Wednesday, January 1, 2014

Life in the Waiting Room

[The Midweek Encounter is a ministry of Encounter Church in Kentwood, MI. These posts are a reflection on Sunday’s message, which can be heard here each week: http://myencounterchurch.org/#/hear-a-message]


When I get home from work, sometimes I’m lucky enough to have a container of leftovers waiting in the fridge. All I need to do is throw it in the microwave, and a few minutes later, there’s dinner. Microwaves are great like that. 

We live in a microwave society. New products claim to be “Faster than ever,” if you don’t like standing in line at the store you can order it online, and saving time is a common slogan in ads. Why wait for the oven when it can be cooked in the microwave? 

Yet the story Pastor Dirk talked about on Sunday is a very different picture. I had never realized how much time passed between when David was anointed to when he actually became king--about forty years. As someone who has been around for just over half that long, I can hardly imagine waiting forty years for something to come to be. And it wasn’t an elusive, “This might happen”--it was guaranteed by God. David would become king.

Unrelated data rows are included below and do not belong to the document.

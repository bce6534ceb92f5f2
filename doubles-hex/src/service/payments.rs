//! Payment service.

use doubles_types::{
    AppError, DeleteParams, NewPayment, OrderId, Payment, PaymentChanges, PaymentFilter,
    PaymentRepository, PaymentStatus, conflict_requested, parse_body,
};

/// Application service for payments. One payment per order, keyed by order id.
pub struct PaymentService<R: PaymentRepository> {
    repo: R,
}

impl<R: PaymentRepository> PaymentService<R> {
    pub fn new(repo: R) -> Self {
        Self { repo }
    }

    /// Returns a reference to the underlying repository.
    pub fn repo(&self) -> &R {
        &self.repo
    }

    pub async fn list(&self, filter: &PaymentFilter) -> Result<Vec<Payment>, AppError> {
        let payments = self.repo.list_payments().await?;
        Ok(filter.apply(payments))
    }

    pub async fn get(&self, order_id: OrderId) -> Result<Payment, AppError> {
        self.repo.get_payment(order_id).await?.ok_or_else(not_found)
    }

    pub async fn status(&self, order_id: OrderId) -> Result<PaymentStatus, AppError> {
        Ok(self.get(order_id).await?.status_view())
    }

    /// Validates the body and stores the payment under its order id.
    ///
    /// A second payment for the same order is rejected with a conflict and
    /// the first one is left as it was.
    pub async fn create(&self, body: &[u8]) -> Result<Payment, AppError> {
        let new = NewPayment::from_body(parse_body(body)?)?;
        let payment = self.repo.insert_payment(Payment::new(new)).await?;
        tracing::info!(
            order_id = payment.order_id,
            status = %payment.status,
            external_tx_id = %payment.external_tx_id,
            "payment created"
        );
        Ok(payment)
    }

    /// Full update: every field takes the body value or keeps its prior value.
    pub async fn replace(&self, order_id: OrderId, body: &[u8]) -> Result<Payment, AppError> {
        self.update(order_id, body).await
    }

    /// Partial update: fields present in the body overwrite, the rest stay.
    pub async fn patch(&self, order_id: OrderId, body: &[u8]) -> Result<Payment, AppError> {
        self.update(order_id, body).await
    }

    async fn update(&self, order_id: OrderId, body: &[u8]) -> Result<Payment, AppError> {
        let mut payment = self.get(order_id).await?;
        let body = parse_body(body)?;
        if conflict_requested(&body) {
            tracing::warn!(order_id, "simulated update conflict");
            return Err(AppError::Conflict("Simulated conflict".into()));
        }
        payment.apply(PaymentChanges::from_body(body)?);
        Ok(self.repo.save_payment(payment).await?)
    }

    pub async fn delete(&self, order_id: OrderId, params: &DeleteParams) -> Result<(), AppError> {
        self.get(order_id).await?;
        if params.conflict_requested() {
            tracing::warn!(order_id, "simulated deletion conflict");
            return Err(AppError::Conflict("Simulated deletion conflict".into()));
        }
        if !self.repo.delete_payment(order_id).await? {
            return Err(not_found());
        }
        tracing::info!(order_id, "payment deleted");
        Ok(())
    }
}

fn not_found() -> AppError {
    AppError::NotFound("Payment not found".into())
}
//! # Doubles Client SDK
//!
//! Typed Rust clients for the Order Issues and Payments test doubles, the
//! way a system under test would call them.

mod issues;
mod payments;

use reqwest::{Client, Method, RequestBuilder};
use serde::{Serialize, de::DeserializeOwned};

pub use issues::IssuesClient;
pub use payments::PaymentsClient;

/// Error type for client operations.
#[derive(Debug, thiserror::Error)]
pub enum ClientError {
    #[error("HTTP error: {0}")]
    Http(#[from] reqwest::Error),

    #[error("API error: {status} - {message}")]
    Api { status: u16, message: String },

    #[error("JSON error: {0}")]
    Json(#[from] serde_json::Error),
}

impl ClientError {
    /// HTTP status of an API error, if this is one.
    pub fn status(&self) -> Option<u16> {
        match self {
            ClientError::Api { status, .. } => Some(*status),
            _ => None,
        }
    }

    pub fn is_not_found(&self) -> bool {
        self.status() == Some(404)
    }

    pub fn is_conflict(&self) -> bool {
        self.status() == Some(409)
    }

    /// `true` for the 500 produced by fault injection.
    pub fn is_upstream_failure(&self) -> bool {
        self.status() == Some(500)
    }
}

/// Transport shared by both clients.
#[derive(Debug, Clone)]
struct Transport {
    base_url: String,
    http: Client,
}

impl Transport {
    fn new(base_url: impl Into<String>) -> Self {
        Self {
            base_url: base_url.into().trim_end_matches('/').to_string(),
            http: Client::new(),
        }
    }

    fn request(&self, method: Method, path: &str) -> RequestBuilder {
        self.http.request(method, format!("{}{}", self.base_url, path))
    }

    async fn health(&self) -> Result<bool, ClientError> {
        let resp = self.request(Method::GET, "/health").send().await?;
        Ok(resp.status().is_success())
    }

    async fn get<T: DeserializeOwned, Q: Serialize + ?Sized>(
        &self,
        path: &str,
        query: &Q,
    ) -> Result<T, ClientError> {
        let resp = self.request(Method::GET, path).query(query).send().await?;
        handle_response(resp).await
    }

    async fn send_json<T: DeserializeOwned, B: Serialize + ?Sized>(
        &self,
        method: Method,
        path: &str,
        body: &B,
    ) -> Result<T, ClientError> {
        let resp = self.request(method, path).json(body).send().await?;
        handle_response(resp).await
    }

    async fn delete<T: DeserializeOwned>(
        &self,
        path: &str,
        simulate_conflict: bool,
    ) -> Result<T, ClientError> {
        let mut req = self.request(Method::DELETE, path);
        if simulate_conflict {
            req = req.query(&[("conflict", "true")]);
        }
        handle_response(req.send().await?).await
    }
}

async fn handle_response<T: DeserializeOwned>(resp: reqwest::Response) -> Result<T, ClientError> {
    let status = resp.status();
    if status.is_success() {
        let body = resp.text().await?;
        Ok(serde_json::from_str(&body)?)
    } else {
        let body = resp.text().await.unwrap_or_default();
        let message = serde_json::from_str::<serde_json::Value>(&body)
            .ok()
            .and_then(|v| v.get("error").and_then(|e| e.as_str()).map(String::from))
            .unwrap_or(body);
        Err(ClientError::Api {
            status: status.as_u16(),
            message,
        })
    }
}

#[cfg(test)]
mod tests {
    use super::*;

    #[test]
    fn test_transport_trims_trailing_slash() {
        let transport = Transport::new("http://localhost:8081/");
        assert_eq!(transport.base_url, "http://localhost:8081");
    }

    #[test]
    fn test_error_classification() {
        let err = ClientError::Api {
            status: 409,
            message: "Simulated conflict".into(),
        };
        assert!(err.is_conflict());
        assert!(!err.is_not_found());
        assert_eq!(err.to_string(), "API error: 409 - Simulated conflict");
    }
}
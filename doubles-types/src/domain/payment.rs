//! Payment domain model.

use serde::{Deserialize, Serialize};
use serde_json::Value;
use uuid::Uuid;

use super::issue::OrderId;
use super::timestamp::Timestamp;
use crate::dto::{NewPayment, PaymentChanges};

/// A payment attached to an order. At most one payment exists per order,
/// so the order id doubles as the record key.
#[derive(Debug, Clone, PartialEq, Serialize, Deserialize)]
#[serde(rename_all = "camelCase")]
pub struct Payment {
    pub order_id: OrderId,
    pub status: String,
    /// Opaque: whatever JSON the caller sent is echoed back
    pub amount: Value,
    /// Opaque: whatever JSON the caller sent is echoed back
    pub currency: Value,
    pub external_tx_id: String,
    pub timestamp: Timestamp,
}

impl Payment {
    /// Status assigned when the caller does not provide one.
    pub const DEFAULT_STATUS: &'static str = "PENDING";

    /// Builds a freshly stamped payment, filling defaults for omitted
    /// `status` and `externalTxId`.
    pub fn new(new: NewPayment) -> Self {
        Self {
            order_id: new.order_id,
            status: new
                .status
                .unwrap_or_else(|| Self::DEFAULT_STATUS.to_string()),
            amount: new.amount,
            currency: new.currency,
            external_tx_id: new
                .external_tx_id
                .filter(|id| !id.is_empty())
                .unwrap_or_else(generate_external_tx_id),
            timestamp: Timestamp::now(),
        }
    }

    /// Overwrites every field present in `changes`, keeps the rest, and
    /// re-stamps the record. The order id never changes.
    pub fn apply(&mut self, changes: PaymentChanges) {
        if let Some(status) = changes.status {
            self.status = status;
        }
        if let Some(amount) = changes.amount {
            self.amount = amount;
        }
        if let Some(currency) = changes.currency {
            self.currency = currency;
        }
        if let Some(external_tx_id) = changes.external_tx_id {
            self.external_tx_id = external_tx_id;
        }
        self.timestamp = Timestamp::now();
    }

    /// Condensed view served by the status endpoint.
    pub fn status_view(&self) -> PaymentStatus {
        PaymentStatus {
            order_id: self.order_id,
            status: self.status.clone(),
            external_tx_id: self.external_tx_id.clone(),
        }
    }
}

fn generate_external_tx_id() -> String {
    Uuid::new_v4().to_string()
}

/// Body of `GET /payments/{orderId}/status`.
#[derive(Debug, Clone, PartialEq, Eq, Serialize, Deserialize)]
#[serde(rename_all = "camelCase")]
pub struct PaymentStatus {
    pub order_id: OrderId,
    pub status: String,
    pub external_tx_id: String,
}

#[cfg(test)]
mod tests {
    use super::*;
    use serde_json::json;

    fn new_payment(order_id: OrderId) -> NewPayment {
        NewPayment {
            order_id,
            amount: json!(100),
            currency: json!("USD"),
            status: None,
            external_tx_id: None,
        }
    }

    #[test]
    fn test_defaults_are_filled() {
        let payment = Payment::new(new_payment(42));
        assert_eq!(payment.order_id, 42);
        assert_eq!(payment.status, "PENDING");
        assert!(Uuid::parse_str(&payment.external_tx_id).is_ok());
    }

    #[test]
    fn test_generated_tx_ids_are_unique() {
        let a = Payment::new(new_payment(1));
        let b = Payment::new(new_payment(2));
        assert_ne!(a.external_tx_id, b.external_tx_id);
    }

    #[test]
    fn test_empty_external_tx_id_is_replaced() {
        let payment = Payment::new(NewPayment {
            external_tx_id: Some(String::new()),
            ..new_payment(1)
        });
        assert!(!payment.external_tx_id.is_empty());
    }

    #[test]
    fn test_caller_values_are_kept() {
        let payment = Payment::new(NewPayment {
            status: Some("CAPTURED".into()),
            external_tx_id: Some("tx-1".into()),
            ..new_payment(5)
        });
        assert_eq!(payment.status, "CAPTURED");
        assert_eq!(payment.external_tx_id, "tx-1");
    }

    #[test]
    fn test_apply_keeps_unmentioned_fields() {
        let mut payment = Payment::new(new_payment(9));
        let tx = payment.external_tx_id.clone();

        payment.apply(PaymentChanges {
            status: Some("PAID".into()),
            ..Default::default()
        });

        assert_eq!(payment.order_id, 9);
        assert_eq!(payment.status, "PAID");
        assert_eq!(payment.amount, json!(100));
        assert_eq!(payment.currency, json!("USD"));
        assert_eq!(payment.external_tx_id, tx);
    }

    #[test]
    fn test_status_view() {
        let payment = Payment::new(new_payment(3));
        let view = payment.status_view();
        assert_eq!(
            serde_json::to_value(&view).unwrap(),
            json!({
                "orderId": 3,
                "status": "PENDING",
                "externalTxId": payment.external_tx_id,
            })
        );
    }
}
//! List filters built from query parameters.
//!
//! Every predicate is optional and predicates combine with AND. An absent or
//! empty parameter imposes no constraint. Matching keeps store order.

use serde::{Deserialize, Serialize};

use super::issue::{Issue, OrderId};
use super::payment::Payment;

/// Query for `GET /issues`.
#[derive(Debug, Clone, Default, PartialEq, Eq, Serialize, Deserialize)]
#[serde(rename_all = "camelCase")]
pub struct IssueFilter {
    /// Compared against the record's order id rendered as text
    #[serde(skip_serializing_if = "Option::is_none")]
    pub order_id: Option<String>,
    #[serde(skip_serializing_if = "Option::is_none")]
    pub severity: Option<String>,
    /// Inclusive lower bound on `timestamp`
    #[serde(skip_serializing_if = "Option::is_none")]
    pub since: Option<String>,
}

impl IssueFilter {
    pub fn matches(&self, issue: &Issue) -> bool {
        order_id_matches(&self.order_id, issue.order_id)
            && constraint(&self.severity).is_none_or(|s| issue.severity == s)
            && constraint(&self.since).is_none_or(|s| issue.timestamp.is_at_or_after(s))
    }

    pub fn apply(&self, issues: Vec<Issue>) -> Vec<Issue> {
        issues.into_iter().filter(|i| self.matches(i)).collect()
    }
}

/// Query for `GET /issues/by-date`: an inclusive `[from, to]` window on
/// `timestamp`, either bound optional.
#[derive(Debug, Clone, Default, PartialEq, Eq, Serialize, Deserialize)]
pub struct DateRange {
    #[serde(skip_serializing_if = "Option::is_none")]
    pub from: Option<String>,
    #[serde(skip_serializing_if = "Option::is_none")]
    pub to: Option<String>,
}

impl DateRange {
    pub fn matches(&self, issue: &Issue) -> bool {
        constraint(&self.from).is_none_or(|from| issue.timestamp.is_at_or_after(from))
            && constraint(&self.to).is_none_or(|to| issue.timestamp.is_at_or_before(to))
    }

    pub fn apply(&self, issues: Vec<Issue>) -> Vec<Issue> {
        issues.into_iter().filter(|i| self.matches(i)).collect()
    }
}

/// Query for `GET /payments`.
#[derive(Debug, Clone, Default, PartialEq, Eq, Serialize, Deserialize)]
#[serde(rename_all = "camelCase")]
pub struct PaymentFilter {
    #[serde(skip_serializing_if = "Option::is_none")]
    pub order_id: Option<String>,
    #[serde(skip_serializing_if = "Option::is_none")]
    pub status: Option<String>,
    #[serde(skip_serializing_if = "Option::is_none")]
    pub since: Option<String>,
}

impl PaymentFilter {
    pub fn matches(&self, payment: &Payment) -> bool {
        order_id_matches(&self.order_id, payment.order_id)
            && constraint(&self.status).is_none_or(|s| payment.status == s)
            && constraint(&self.since).is_none_or(|s| payment.timestamp.is_at_or_after(s))
    }

    pub fn apply(&self, payments: Vec<Payment>) -> Vec<Payment> {
        payments.into_iter().filter(|p| self.matches(p)).collect()
    }
}

fn constraint(param: &Option<String>) -> Option<&str> {
    param.as_deref().filter(|p| !p.is_empty())
}

fn order_id_matches(param: &Option<String>, order_id: OrderId) -> bool {
    constraint(param).is_none_or(|wanted| order_id.to_string() == wanted)
}
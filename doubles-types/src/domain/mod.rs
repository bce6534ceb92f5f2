//! Domain models for the test doubles.

pub mod filter;
pub mod issue;
pub mod payment;
pub mod timestamp;

pub use filter::{DateRange, IssueFilter, PaymentFilter};
pub use issue::{Issue, IssueId, OrderId};
pub use payment::{Payment, PaymentStatus};
pub use timestamp::Timestamp;
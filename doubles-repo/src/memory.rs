//! Insertion-ordered in-memory keyed store.

use std::hash::Hash;
use std::sync::atomic::{AtomicU64, Ordering};

use dashmap::DashMap;
use dashmap::mapref::entry::Entry;

/// Record plus the position it was first inserted at.
struct Slot<V> {
    position: u64,
    record: V,
}

/// Concurrent keyed collection that enumerates in insertion order.
///
/// Overwriting a key keeps its original position; deleting and re-inserting
/// moves it to the end. Each call is atomic on its own, nothing spans calls.
pub struct MemoryStore<K, V> {
    entries: DashMap<K, Slot<V>>,
    positions: AtomicU64,
}

impl<K, V> Default for MemoryStore<K, V>
where
    K: Eq + Hash + Clone,
    V: Clone,
{
    fn default() -> Self {
        Self::new()
    }
}

impl<K, V> MemoryStore<K, V>
where
    K: Eq + Hash + Clone,
    V: Clone,
{
    pub fn new() -> Self {
        Self {
            entries: DashMap::new(),
            positions: AtomicU64::new(0),
        }
    }

    fn next_position(&self) -> u64 {
        self.positions.fetch_add(1, Ordering::Relaxed)
    }

    pub fn get(&self, key: &K) -> Option<V> {
        self.entries.get(key).map(|slot| slot.record.clone())
    }

    pub fn contains(&self, key: &K) -> bool {
        self.entries.contains_key(key)
    }

    /// Inserts or overwrites.
    pub fn put(&self, key: K, record: V) {
        match self.entries.entry(key) {
            Entry::Occupied(mut slot) => slot.get_mut().record = record,
            Entry::Vacant(slot) => {
                slot.insert(Slot {
                    position: self.next_position(),
                    record,
                });
            }
        }
    }

    /// Inserts only if `key` is free. Returns `false` and leaves the stored
    /// record untouched otherwise.
    pub fn insert_new(&self, key: K, record: V) -> bool {
        match self.entries.entry(key) {
            Entry::Occupied(_) => false,
            Entry::Vacant(slot) => {
                slot.insert(Slot {
                    position: self.next_position(),
                    record,
                });
                true
            }
        }
    }

    pub fn delete(&self, key: &K) -> Option<V> {
        self.entries.remove(key).map(|(_, slot)| slot.record)
    }

    /// Snapshot of every record, oldest insertion first.
    pub fn list(&self) -> Vec<V> {
        let mut slots: Vec<(u64, V)> = self
            .entries
            .iter()
            .map(|entry| (entry.position, entry.record.clone()))
            .collect();
        slots.sort_by_key(|(position, _)| *position);
        slots.into_iter().map(|(_, record)| record).collect()
    }

    pub fn len(&self) -> usize {
        self.entries.len()
    }

    pub fn is_empty(&self) -> bool {
        self.entries.is_empty()
    }
}
//! Order Issues API client.

use doubles_types::{
    DateRange, Deleted, Issue, IssueChanges, IssueFilter, IssueId, NewIssue, OrderId,
};
use reqwest::Method;
use serde_json::json;

use crate::{ClientError, Transport};

const NO_QUERY: &[(&str, &str)] = &[];

/// Order Issues API client.
#[derive(Debug, Clone)]
pub struct IssuesClient {
    transport: Transport,
}

impl IssuesClient {
    /// Creates a new client.
    pub fn new(base_url: impl Into<String>) -> Self {
        Self {
            transport: Transport::new(base_url),
        }
    }

    pub fn base_url(&self) -> &str {
        &self.transport.base_url
    }

    /// Checks if the API is healthy.
    pub async fn health(&self) -> Result<bool, ClientError> {
        self.transport.health().await
    }

    pub async fn list_issues(&self, filter: &IssueFilter) -> Result<Vec<Issue>, ClientError> {
        self.transport.get("/issues", filter).await
    }

    pub async fn issues_by_date(&self, range: &DateRange) -> Result<Vec<Issue>, ClientError> {
        self.transport.get("/issues/by-date", range).await
    }

    pub async fn get_issue(&self, id: IssueId) -> Result<Issue, ClientError> {
        self.transport.get(&format!("/issues/{}", id), NO_QUERY).await
    }

    pub async fn issues_for_order(&self, order_id: OrderId) -> Result<Vec<Issue>, ClientError> {
        self.transport
            .get(&format!("/orders/{}/issues", order_id), NO_QUERY)
            .await
    }

    pub async fn create_issue(&self, issue: &NewIssue) -> Result<Issue, ClientError> {
        self.transport.send_json(Method::POST, "/issues", issue).await
    }

    /// Full update (`PUT`).
    pub async fn replace_issue(
        &self,
        id: IssueId,
        changes: &IssueChanges,
    ) -> Result<Issue, ClientError> {
        self.transport
            .send_json(Method::PUT, &format!("/issues/{}", id), changes)
            .await
    }

    /// Partial update (`PATCH`).
    pub async fn patch_issue(
        &self,
        id: IssueId,
        changes: &IssueChanges,
    ) -> Result<Issue, ClientError> {
        self.transport
            .send_json(Method::PATCH, &format!("/issues/{}", id), changes)
            .await
    }

    /// Sends a `PATCH` carrying `conflict: true`; an existing issue answers 409.
    pub async fn simulate_update_conflict(&self, id: IssueId) -> Result<Issue, ClientError> {
        self.transport
            .send_json(
                Method::PATCH,
                &format!("/issues/{}", id),
                &json!({ "conflict": true }),
            )
            .await
    }

    /// Deletes an issue. With `simulate_conflict` an existing issue answers 409
    /// and stays in place.
    pub async fn delete_issue(
        &self,
        id: IssueId,
        simulate_conflict: bool,
    ) -> Result<Deleted, ClientError> {
        self.transport
            .delete(&format!("/issues/{}", id), simulate_conflict)
            .await
    }
}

As we head into 2014, most of us are probably waiting for something. It could be for a new job, children, a relationship, a vacation, or for God to finally tell us what we’re supposed to do with our lives. Some of these waitings may already have a guaranteed outcome, and we’re simply sitting in the in-between time. Others, though, may have no guarantees attached. We may desire them deeply, even know that what we’re asking for is a good, God-honoring thing,and yet here we sit in life’s waiting room. 

It can be easy to become frustrated and bitter in the waiting, to see it only as time that could be better used if we already had what we wanted. I think part of what makes waiting on God so difficult is that the world around us often feeds us the “microwave” mentality--that if we don’t have what we want today, we should go ahead and do what it takes to get it tomorrow, no matter the cost--be it financial or otherwise. 

God doesn’t always work on microwave time though.

King David learned that, as he waited those forty years to become king, and I suspect that many of us are learning that too. As we wait, we may have the chance to take action to get what we want sooner, like David did when he had the opportunity to kill King Saul. It would’ve been the easy, faster way for David to get what he wanted. 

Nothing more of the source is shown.